For low speed unterminated driver, the maximum data rate reached after 3.8 mm interconnect and max data rate achieved of 4.58 Gb/s, the eye diagrams without and with interconnect are shown in Figures 3.48a and 3.48b respectively. The eye has already its limit and hence, higher data rates with this small unterminated driver are not possible.





Figure 3.47: Output at  $50 \Omega$  termination after 11.4 mm organic interconnect

### 3.1.13 Comparison with State of the Art

There are several works with which this transmitter is compared. As discussed previously, there is no current bunch of wires standard published work. Hence, the transmitter is compared to chip to chip similar interfaces but some have very short lengths capability while some have very low maximum data rate. The comparison regarding the length and data rate is shown in Figure 3.50 Figure 3.49, where most works do not support the required length and data rate at the same time. While this work achieves the high data rate and also supports long lengths.

The energy area per unit length metric comparison with only comparative or comparable high data rate or long length is shown in Figure 3.50. This work achieves lower energy area cost per unit length in comparison. Other works could achieve better metric but they either support extremely short lengths or the data rate maximum is too low. Hence, they cannot be compared to this work due to their inadequacy to fulfill the basic channel length and data rate requirements together. Obviously, our work is better than any other CML or LVDS driver based transmitter work because



Figure 3.48: Low speed HSUL unterminated driver output at 70 fF load and 3.8 mm organic interconnect



Figure 3.49: Length and data rate comparison of SSTL driver

their energy costs are much higher than this work, as it was also shown at the start of this section.

For low speed HSUL driver, the state of art comparison is shown in Figure 3.51.



Figure 3.50: Energy-area per unit channel length cost comparison of terminated SSTL driver



Figure 3.51: Energy-area per unit channel length cost comparison of unterminated HSUL driver



Figure 3.52: Problem visualization feedback based driver optimization

# 3.2 Problem 2: Driver Optimization Example

There are two kinds of optimization in transmitter design possible, i.e. during the design stage and during the operation.
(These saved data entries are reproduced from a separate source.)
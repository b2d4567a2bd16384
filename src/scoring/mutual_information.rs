use crate::scoring::contingency::ContingencyTable;
use crate::scoring::corpus::LabelledCorpus;
use crate::scoring::error::{DegenerateTable, ScoreError};
use crate::scoring::traits::TermScorer;

/// Base-2 logarithm that treats zero as a neutral input.
///
/// `binary_log2(0.0)` is 0.0 rather than negative infinity, so zero-count
/// cells contribute nothing to a score instead of producing NaN.
pub fn binary_log2(x: f64) -> f64 {
    if x != 0.0 { x.log2() } else { 0.0 }
}

/// Mutual-information scorer over a fixed labelled corpus.
///
/// Holds the corpus and computes, per query, the mutual information between
/// "document is in the target class" and "document contains the word". Both
/// membership and presence are substring tests; see
/// [`ContingencyTable::tally`].
///
/// Scoring is read-only over the corpus, so one scorer can serve any number
/// of `(class, word)` queries, including concurrently from independent
/// callers.
pub struct MutualInformationScorer {
    corpus: LabelledCorpus,
}

impl MutualInformationScorer {
    pub fn new(corpus: LabelledCorpus) -> Self {
        Self { corpus }
    }

    /// The contingency table for one `(target_class, word)` pair.
    ///
    /// Each call scans the full corpus; tables are not cached.
    pub fn table(&self, target_class: &str, word: &str) -> ContingencyTable {
        ContingencyTable::tally(
            self.corpus.documents(),
            self.corpus.labels(),
            target_class,
            word,
        )
    }

    /// Mutual information for one pair, in bits.
    ///
    /// Total over all inputs: degenerate tables score 0.0 (see
    /// [`ContingencyTable::mutual_information`]).
    pub fn score(&self, target_class: &str, word: &str) -> f64 {
        self.table(target_class, word).mutual_information()
    }

    /// Mutual information with degenerate tables reported as errors.
    pub fn checked_score(
        &self,
        target_class: &str,
        word: &str,
    ) -> Result<f64, DegenerateTable> {
        self.table(target_class, word).checked_mutual_information()
    }

    /// The corpus this scorer was built over.
    pub fn corpus(&self) -> &LabelledCorpus {
        &self.corpus
    }
}

impl TermScorer for MutualInformationScorer {
    fn term_score(&self, target_class: &str, term: &str) -> f64 {
        self.score(target_class, term)
    }
}

/// Mutual information between class membership and word presence over
/// aligned document and label slices.
///
/// # Arguments
///
/// * `documents` - Document texts, one per index
/// * `class_labels` - Class-label strings, index-aligned with `documents`
/// * `target_class` - Class of interest; a label counts as a member when it
///   contains this string anywhere
/// * `word` - Term of interest; a document counts as containing it on any
///   substring match
///
/// # Returns
///
/// The mutual information in bits, or [`ScoreError::LengthMismatch`] when
/// the two slices differ in length. Degenerate tables score 0.0; callers
/// that need them surfaced should go through
/// [`ContingencyTable::checked_mutual_information`] or
/// [`MutualInformationScorer::checked_score`].
pub fn mutual_information<D, L>(
    documents: &[D],
    class_labels: &[L],
    target_class: &str,
    word: &str,
) -> Result<f64, ScoreError>
where
    D: AsRef<str>,
    L: AsRef<str>,
{
    if documents.len() != class_labels.len() {
        return Err(ScoreError::LengthMismatch {
            documents: documents.len(),
            labels: class_labels.len(),
        });
    }
    Ok(ContingencyTable::tally(documents, class_labels, target_class, word).mutual_information())
}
The optimization during the design stage is discussed in the previous section where the channel properties are used to set the impedance of the driver and the drive strength or current requirements. This section discusses the other type of transmitter optimization in terms of energy efficiency based on the data rate requirements during the operation or in runtime. This problem can be visualized as shown in Figure 3.52. The requirement is to have as close to a digital implementation of the feedback and tuning as possible. This is again based on the chip to chip interfaces extremely digital style implementations as discussed in the previous section. There are several questions which need to be answered.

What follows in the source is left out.